◆ **What the task requires**
Return all the lines below in which the string "BTreeMap" appears.

◆ **Source data**
use serde::Deserialize;
use std::collections::BTreeMap;

/// Default Slack Web API endpoint
pub const DEFAULT_API_BASE_URL: &str = "https://slack.com/api/";

/// Channel selector meaning "every channel visible to the token"
pub const ALL_CHANNELS: &str = "*";

/// Main configuration structure for Slack-Harvest
#[derive(Debug, Clone, Deserialize)]
pub struct Config {
    pub slack: SlackConfig,
    #[serde(default)]
    pub crawler: CrawlerConfig,
    #[serde(default, rename = "page-size")]
    pub page_size: PageSizeConfig,
    #[serde(default)]
    pub cache: CacheConfig,
    #[serde(default)]
    pub files: FileConfig,
    #[serde(default)]
    pub filter: FilterConfig,
    pub output: OutputConfig,
    /// Fields copied verbatim into every emitted record
    #[serde(default, rename = "default-fields")]
    pub default_fields: BTreeMap<String, String>,
}

/// Slack connection settings
#[derive(Debug, Clone, Deserialize)]
pub struct SlackConfig {
    /// Bearer token (bot or user token)
    pub token: String,

    /// Base URL of the Web API, normally `https://slack.com/api/`
    #[serde(rename = "api-base-url", default = "default_api_base_url")]
    pub api_base_url: String,

    #[serde(rename = "proxy-host", default)]
    pub proxy_host: Option<String>,

    #[serde(rename = "proxy-port", default)]
    pub proxy_port: Option<u16>,

    /// Whether private channels are listed and prefetched
    #[serde(rename = "include-private", default)]
    pub include_private: bool,

    /// `*` for every visible channel, otherwise comma-separated channel names
    #[serde(default = "default_channels")]
    pub channels: String,
}

impl SlackConfig {
    /// Returns `host:port` when a proxy is configured
    pub fn proxy_address(&self) -> Option<String> {
        match (&self.proxy_host, self.proxy_port) {
            (Some(host), Some(port)) => Some(format!("{}:{}", host, port)),
            _ => None,
        }
    }

    /// Explicit channel names, or `None` when every channel should be crawled
    pub fn channel_names(&self) -> Option<Vec<String>> {
        let trimmed = self.channels.trim();
        if trimmed.is_empty() || trimmed == ALL_CHANNELS {
            return None;
        }
        Some(
            trimmed
                .split(',')
                .map(str::trim)
                .filter(|name| !name.is_empty())
                .map(|name| name.trim_start_matches('#').to_string())
                .collect(),
        )
    }

    /// Value of the `types` parameter for `conversations.list`
    pub fn conversation_types(&self) -> &'static str {
        if self.include_private {
            "public_channel,private_channel"
        } else {
            "public_channel"
        }
    }
}

/// Worker pool behaviour
#[derive(Debug, Clone, Deserialize)]
pub struct CrawlerConfig {
    /// Number of workers processing items concurrently
    #[serde(rename = "thread-count", default = "default_thread_count")]
    pub thread_count: usize,

    /// Bounded task queue size; a full queue runs the task on the producer
    #[serde(rename = "queue-capacity", default = "default_queue_capacity")]
    pub queue_capacity: usize,

    /// Seconds to wait for in-flight tasks before aborting them
    #[serde(rename = "shutdown-grace-secs", default = "default_shutdown_grace")]
    pub shutdown_grace_secs: u64,
}

impl Default for CrawlerConfig {
    fn default() -> Self {
        Self {
            thread_count: default_thread_count(),
            queue_capacity: default_queue_capacity(),
            shutdown_grace_secs: default_shutdown_grace(),
        }
    }
}

/// Per-collection `limit`/`count` parameters
#[derive(Debug, Clone, Deserialize)]
pub struct PageSizeConfig {
    #[serde(default = "default_page_size")]
    pub channels: u32,
    #[serde(default = "default_page_size")]
    pub messages: u32,
    #[serde(default = "default_page_size")]
    pub replies: u32,
    #[serde(default = "default_page_size")]
    pub users: u32,
    #[serde(default = "default_page_size")]
    pub files: u32,
}

impl Default for PageSizeConfig {
    fn default() -> Self {
        Self {
            channels: default_page_size(),
            messages: default_page_size(),
            replies: default_page_size(),
            users: default_page_size(),
            files: default_page_size(),
        }
    }
}

/// Maximum number of entries held per entity cache
#[derive(Debug, Clone, Deserialize)]
pub struct CacheConfig {
    #[serde(default = "default_user_cache_size")]
    pub users: usize,
    #[serde(default = "default_bot_cache_size")]
    pub bots: usize,
    #[serde(default = "default_channel_cache_size")]
    pub channels: usize,
}

impl Default for CacheConfig {
    fn default() -> Self {
        Self {
            users: default_user_cache_size(),
            bots: default_bot_cache_size(),
            channels: default_channel_cache_size(),
        }
    }
}

/// File crawling settings
#[derive(Debug, Clone, Deserialize)]
pub struct FileConfig {
    #[serde(default)]
    pub enabled: bool,

    /// Files larger than this many bytes are rejected
    #[serde(rename = "max-size", default = "default_max_file_size")]
    pub max_size: u64,

    /// Full-match regexes; files whose MIME type matches none are skipped
    #[serde(rename = "mime-types", default = "default_mime_types")]
    pub mime_types: Vec<String>,

    /// Swallow extraction failures and index the file with empty text
    #[serde(rename = "ignore-error", default = "default_true")]
    pub ignore_error: bool,
}

impl Default for FileConfig {
    fn default() -> Self {
        Self {
            enabled: false,
            max_size: default_max_file_size(),
            mime_types: default_mime_types(),
            ignore_error: true,
        }
    }
}

/// Permalink include/exclude patterns
#[derive(Debug, Clone, Default, Deserialize)]
pub struct FilterConfig {
    #[serde(rename = "include-urls", default)]
    pub include_urls: Vec<String>,

    #[serde(rename = "exclude-urls", default)]
    pub exclude_urls: Vec<String>,
}

/// Output configuration
#[derive(Debug, Clone, Deserialize)]
pub struct OutputConfig {
    /// Path to the SQLite database file
    #[serde(rename = "database-path")]
    pub database_path: String,
}

fn default_api_base_url() -> String {
    DEFAULT_API_BASE_URL.to_string()
}

fn default_channels() -> String {
    ALL_CHANNELS.to_string()
}

fn default_thread_count() -> usize {
    4
}

fn default_queue_capacity() -> usize {
    16
}

fn default_shutdown_grace() -> u64 {
    60
}

fn default_page_size() -> u32 {
    100
}

fn default_user_cache_size() -> usize {
    10_000
}

fn default_bot_cache_size() -> usize {
    1_000
}

fn default_channel_cache_size() -> usize {
    10_000
}

fn default_max_file_size() -> u64 {
    10 * 1024 * 1024
}

fn default_mime_types() -> Vec<String> {
    vec![".*".to_string()]
}

fn default_true() -> bool {
    true
}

◆ **Task response**
use std::collections::BTreeMap;
    pub default_fields: BTreeMap<String, String>,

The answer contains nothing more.